## EXERCISE OBJECTIVE
Please return each of the entries that follow, unchanged in every word.
○ ○ ○ ○ ○ ○ ○
//! 流水线编排器
//!
//! 按数据依赖顺序串行执行各阶段：理解 → 行动（依赖理解）→ 跟进（依赖理解与行动）；问答只依赖理解。
//! 同一次调用内各阶段严格串行；不同调用可并发，共享同一个会话缓存。
//! 生成服务调用没有超时与取消，挂起的外部调用会一直阻塞该次调用。

use std::sync::Arc;
use std::time::Instant;

use crate::agents::{
    suggest_questions, ActionAgent, ActionRecord, FollowUpAgent, FollowUpRecord, QaAgent,
    QaAnswer, StageContext, Understanding, UnderstandingAgent, UnderstandingRecord,
};
use crate::config::AppConfig;
use crate::core::{
    ClearCacheResponse, PipelineError, ProcessData, ProcessMetadata, ProcessResponse,
    SessionCache, StageResponse,
};
use crate::extract::RecoveryExtractor;
use crate::llm::LlmClient;

/// 生成会话 ID：毫秒时间戳 + 随机后缀（概率唯一，仅作缓存键）
pub fn generate_session_id() -> String {
    let suffix = uuid::Uuid::new_v4().simple().to_string();
    format!(
        "session_{}_{}",
        chrono::Utc::now().timestamp_millis(),
        &suffix[..9]
    )
}

fn require(value: &str, what: &str) -> Result<(), PipelineError> {
    if value.trim().is_empty() {
        return Err(PipelineError::validation(format!("{} is required", what)));
    }
    Ok(())
}

/// 编排器：持有四个阶段与会话缓存，依赖全部由构造方注入
pub struct Orchestrator {
    understanding: UnderstandingAgent,
    action: ActionAgent,
    follow_up: FollowUpAgent,
    qa: QaAgent,
    cache: Arc<SessionCache>,
}

impl Orchestrator {
    pub fn new(ctx: StageContext, cache: Arc<SessionCache>) -> Self {
        Self {
            understanding: UnderstandingAgent::new(ctx.clone()),
            action: ActionAgent::new(ctx.clone()),
            follow_up: FollowUpAgent::new(ctx.clone()),
            qa: QaAgent::new(ctx),
            cache,
        }
    }

    /// 按配置构建：生成参数、候选块上限、缓存 TTL 与容量
    pub fn from_config(cfg: &AppConfig, llm: Arc<dyn LlmClient>) -> Self {
        let ctx = StageContext::new(llm)
            .with_params(cfg.llm.generation.clone())
            .with_extractor(RecoveryExtractor::new(cfg.extract.max_candidates));
        let cache = Arc::new(SessionCache::new(cfg.cache.ttl(), cfg.cache.capacity));
        Self::new(ctx, cache)
    }

    pub fn cache(&self) -> &Arc<SessionCache> {
        &self.cache
    }

    /// 命中新鲜缓存则直接返回，否则运行理解阶段；提供了 session_id 时写入缓存
    pub async fn get_or_compute(
        &self,
        session_id: Option<&str>,
        transcript: &str,
    ) -> Result<Understanding, PipelineError> {
        if let Some(id) = session_id {
            if let Some(cached) = self.cache.get(id).await {
                tracing::info!("[Orchestrator] Using cached transcript for session {}", id);
                return Ok(cached);
            }
        }

        let understanding = self.understanding.run(transcript).await?;
        if let Some(id) = session_id {
            self.cache.insert(id, understanding.clone()).await;
        }
        Ok(understanding)
    }

    /// 完整流水线：理解 → 行动 → 跟进；提供了 session_id 时缓存理解结果
    pub async fn process(
        &self,
        transcript: &str,
        session_id: Option<&str>,
    ) -> Result<ProcessResponse, PipelineError> {
        require(transcript, "Transcript")?;
        tracing::info!("[Orchestrator] Starting complete meeting processing...");
        let start = Instant::now();

        let result = self.run_all(transcript, session_id).await;
        let (session_id, understanding, actions, follow_ups) = match result {
            Ok(v) => v,
            Err(e) => {
                tracing::error!("[Orchestrator] Error in complete processing: {}", e);
                return Err(e);
            }
        };

        let elapsed = start.elapsed().as_millis();
        tracing::info!("[Orchestrator] Complete processing finished in {}ms", elapsed);

        let metadata = ProcessMetadata::from_records(&understanding.data, &actions, &follow_ups);
        Ok(ProcessResponse {
            success: true,
            session_id,
            processing_time: format!("{}ms", elapsed),
            data: ProcessData {
                summary: understanding.data,
                action_items: actions,
                follow_ups,
            },
            metadata,
        })
    }

    async fn run_all(
        &self,
        transcript: &str,
        session_id: Option<&str>,
    ) -> Result<(String, Understanding, ActionRecord, FollowUpRecord), PipelineError> {
        tracing::info!("[Orchestrator] Step 1/3: Understanding");
        let understanding = self.understanding.run(transcript).await?;
        // 只缓存调用方提供的会话，匿名调用不占用缓存容量
        let session_id = match session_id {
            Some(id) => {
                self.cache.insert(id, understanding.clone()).await;
                id.to_string()
            }
            None => generate_session_id(),
        };

        tracing::info!("[Orchestrator] Step 2/3: Action items");
        let actions = self.action.run(&understanding).await?;

        tracing::info!("[Orchestrator] Step 3/3: Follow-ups");
        let follow_ups = self.follow_up.run(&understanding, &actions).await?;

        Ok((session_id, understanding, actions, follow_ups))
    }

    pub async fn summary(
        &self,
        transcript: &str,
    ) -> Result<StageResponse<UnderstandingRecord>, PipelineError> {
        require(transcript, "Transcript")?;
        let understanding = self.understanding.run(transcript).await?;
        Ok(StageResponse::ok(understanding.data))
    }

    pub async fn actions(&self, transcript: &str) -> Result<StageResponse<ActionRecord>, PipelineError> {
        require(transcript, "Transcript")?;
        let understanding = self.understanding.run(transcript).await?;
        let actions = self.action.run(&understanding).await?;
        Ok(StageResponse::ok(actions))
    }

    /// 跟进建议；传入预先计算的行动项时跳过行动阶段
    pub async fn followups(
        &self,
        transcript: &str,
        actions: Option<ActionRecord>,
    ) -> Result<StageResponse<FollowUpRecord>, PipelineError> {
        require(transcript, "Transcript")?;
        let understanding = self.understanding.run(transcript).await?;
        let actions = match actions {
            Some(a) => a,
            None => self.action.run(&understanding).await?,
        };
        let follow_ups = self.follow_up.run(&understanding, &actions).await?;
        Ok(StageResponse::ok(follow_ups))
    }

    /// 问答：会话缓存新鲜时复用理解结果，并附带推荐问题
    pub async fn qa(
        &self,
        transcript: &str,
        question: &str,
        session_id: Option<&str>,
    ) -> Result<StageResponse<QaAnswer>, PipelineError> {
        require(transcript, "Transcript")?;
        require(question, "Question")?;

        let understanding = self.get_or_compute(session_id, transcript).await?;
        let mut answer = self.qa.run(&understanding, question).await?;
        answer.suggested_questions = suggest_questions(&understanding.data);
        Ok(StageResponse::ok(answer))
    }

    /// 清除指定会话的缓存；未指定时清空全部
    pub async fn clear_cache(&self, session_id: Option<&str>) -> ClearCacheResponse {
        let message = match session_id {
            Some(id) => {
                self.cache.remove(id).await;
                format!("Cache cleared for session {}", id)
            }
            None => {
                let n = self.cache.clear().await;
                format!("Cache cleared for all sessions ({} entries)", n)
            }
        };
        tracing::info!("[Orchestrator] {}", message);
        ClearCacheResponse {
            success: true,
            message,
        }
    }
}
○ ○ ○ ○ ○ ○ ○
## COMPLETED EXERCISE
//! 流水线编排器
//!
//! 按数据依赖顺序串行执行各阶段：理解 → 行动（依赖理解）→ 跟进（依赖理解与行动）；问答只依赖理解。
//! 同一次调用内各阶段严格串行；不同调用可并发，共享同一个会话缓存。
//! 生成服务调用没有超时与取消，挂起的外部调用会一直阻塞该次调用。

use std::sync::Arc;
use std::time::Instant;

use crate::agents::{
    suggest_questions, ActionAgent, ActionRecord, FollowUpAgent, FollowUpRecord, QaAgent,
    QaAnswer, StageContext, Understanding, UnderstandingAgent, UnderstandingRecord,
};
use crate::config::AppConfig;
use crate::core::{
    ClearCacheResponse, PipelineError, ProcessData, ProcessMetadata, ProcessResponse,
    SessionCache, StageResponse,
};
use crate::extract::RecoveryExtractor;
use crate::llm::LlmClient;

/// 生成会话 ID：毫秒时间戳 + 随机后缀（概率唯一，仅作缓存键）
pub fn generate_session_id() -> String {
    let suffix = uuid::Uuid::new_v4().simple().to_string();
    format!(
        "session_{}_{}",
        chrono::Utc::now().timestamp_millis(),
        &suffix[..9]
    )
}

fn require(value: &str, what: &str) -> Result<(), PipelineError> {
    if value.trim().is_empty() {
        return Err(PipelineError::validation(format!("{} is required", what)));
    }
    Ok(())
}

/// 编排器：持有四个阶段与会话缓存，依赖全部由构造方注入
pub struct Orchestrator {
    understanding: UnderstandingAgent,
    action: ActionAgent,
    follow_up: FollowUpAgent,
    qa: QaAgent,
    cache: Arc<SessionCache>,
}

impl Orchestrator {
    pub fn new(ctx: StageContext, cache: Arc<SessionCache>) -> Self {
        Self {
            understanding: UnderstandingAgent::new(ctx.clone()),
            action: ActionAgent::new(ctx.clone()),
            follow_up: FollowUpAgent::new(ctx.clone()),
            qa: QaAgent::new(ctx),
            cache,
        }
    }

    /// 按配置构建：生成参数、候选块上限、缓存 TTL 与容量
    pub fn from_config(cfg: &AppConfig, llm: Arc<dyn LlmClient>) -> Self {
        let ctx = StageContext::new(llm)
            .with_params(cfg.llm.generation.clone())
            .with_extractor(RecoveryExtractor::new(cfg.extract.max_candidates));
        let cache = Arc::new(SessionCache::new(cfg.cache.ttl(), cfg.cache.capacity));
        Self::new(ctx, cache)
    }

    pub fn cache(&self) -> &Arc<SessionCache> {
        &self.cache
    }

    /// 命中新鲜缓存则直接返回，否则运行理解阶段；提供了 session_id 时写入缓存
    pub async fn get_or_compute(
        &self,
        session_id: Option<&str>,
        transcript: &str,
    ) -> Result<Understanding, PipelineError> {
        if let Some(id) = session_id {
            if let Some(cached) = self.cache.get(id).await {
                tracing::info!("[Orchestrator] Using cached transcript for session {}", id);
                return Ok(cached);
            }
        }

        let understanding = self.understanding.run(transcript).await?;
        if let Some(id) = session_id {
            self.cache.insert(id, understanding.clone()).await;
        }
        Ok(understanding)
    }

    /// 完整流水线：理解 → 行动 → 跟进；提供了 session_id 时缓存理解结果
    pub async fn process(
        &self,
        transcript: &str,
        session_id: Option<&str>,
    ) -> Result<ProcessResponse, PipelineError> {
        require(transcript, "Transcript")?;
        tracing::info!("[Orchestrator] Starting complete meeting processing...");
        let start = Instant::now();

        let result = self.run_all(transcript, session_id).await;
        let (session_id, understanding, actions, follow_ups) = match result {
            Ok(v) => v,
            Err(e) => {
                tracing::error!("[Orchestrator] Error in complete processing: {}", e);
                return Err(e);
            }
        };

        let elapsed = start.elapsed().as_millis();
        tracing::info!("[Orchestrator] Complete processing finished in {}ms", elapsed);

        let metadata = ProcessMetadata::from_records(&understanding.data, &actions, &follow_ups);
        Ok(ProcessResponse {
            success: true,
            session_id,
            processing_time: format!("{}ms", elapsed),
            data: ProcessData {
                summary: understanding.data,
                action_items: actions,
                follow_ups,
            },
            metadata,
        })
    }

    async fn run_all(
        &self,
        transcript: &str,
        session_id: Option<&str>,
    ) -> Result<(String, Understanding, ActionRecord, FollowUpRecord), PipelineError> {
        tracing::info!("[Orchestrator] Step 1/3: Understanding");
        let understanding = self.understanding.run(transcript).await?;
        // 只缓存调用方提供的会话，匿名调用不占用缓存容量
        let session_id = match session_id {
            Some(id) => {
                self.cache.insert(id, understanding.clone()).await;
                id.to_string()
            }
            None => generate_session_id(),
        };

        tracing::info!("[Orchestrator] Step 2/3: Action items");
        let actions = self.action.run(&understanding).await?;

        tracing::info!("[Orchestrator] Step 3/3: Follow-ups");
        let follow_ups = self.follow_up.run(&understanding, &actions).await?;

        Ok((session_id, understanding, actions, follow_ups))
    }

    pub async fn summary(
        &self,
        transcript: &str,
    ) -> Result<StageResponse<UnderstandingRecord>, PipelineError> {
        require(transcript, "Transcript")?;
        let understanding = self.understanding.run(transcript).await?;
        Ok(StageResponse::ok(understanding.data))
    }

    pub async fn actions(&self, transcript: &str) -> Result<StageResponse<ActionRecord>, PipelineError> {
        require(transcript, "Transcript")?;
        let understanding = self.understanding.run(transcript).await?;
        let actions = self.action.run(&understanding).await?;
        Ok(StageResponse::ok(actions))
    }

    /// 跟进建议；传入预先计算的行动项时跳过行动阶段
    pub async fn followups(
        &self,
        transcript: &str,
        actions: Option<ActionRecord>,
    ) -> Result<StageResponse<FollowUpRecord>, PipelineError> {
        require(transcript, "Transcript")?;
        let understanding = self.understanding.run(transcript).await?;
        let actions = match actions {
            Some(a) => a,
            None => self.action.run(&understanding).await?,
        };
        let follow_ups = self.follow_up.run(&understanding, &actions).await?;
        Ok(StageResponse::ok(follow_ups))
    }

    /// 问答：会话缓存新鲜时复用理解结果，并附带推荐问题
    pub async fn qa(
        &self,
        transcript: &str,
        question: &str,
        session_id: Option<&str>,
    ) -> Result<StageResponse<QaAnswer>, PipelineError> {
        require(transcript, "Transcript")?;
        require(question, "Question")?;

        let understanding = self.get_or_compute(session_id, transcript).await?;
        let mut answer = self.qa.run(&understanding, question).await?;
        answer.suggested_questions = suggest_questions(&understanding.data);
        Ok(StageResponse::ok(answer))
    }

    /// 清除指定会话的缓存；未指定时清空全部
    pub async fn clear_cache(&self, session_id: Option<&str>) -> ClearCacheResponse {
        let message = match session_id {
            Some(id) => {
                self.cache.remove(id).await;
                format!("Cache cleared for session {}", id)
            }
            None => {
                let n = self.cache.clear().await;
                format!("Cache cleared for all sessions ({} entries)", n)
            }
        };
        tracing::info!("[Orchestrator] {}", message);
        ClearCacheResponse {
            success: true,
            message,
        }
    }
}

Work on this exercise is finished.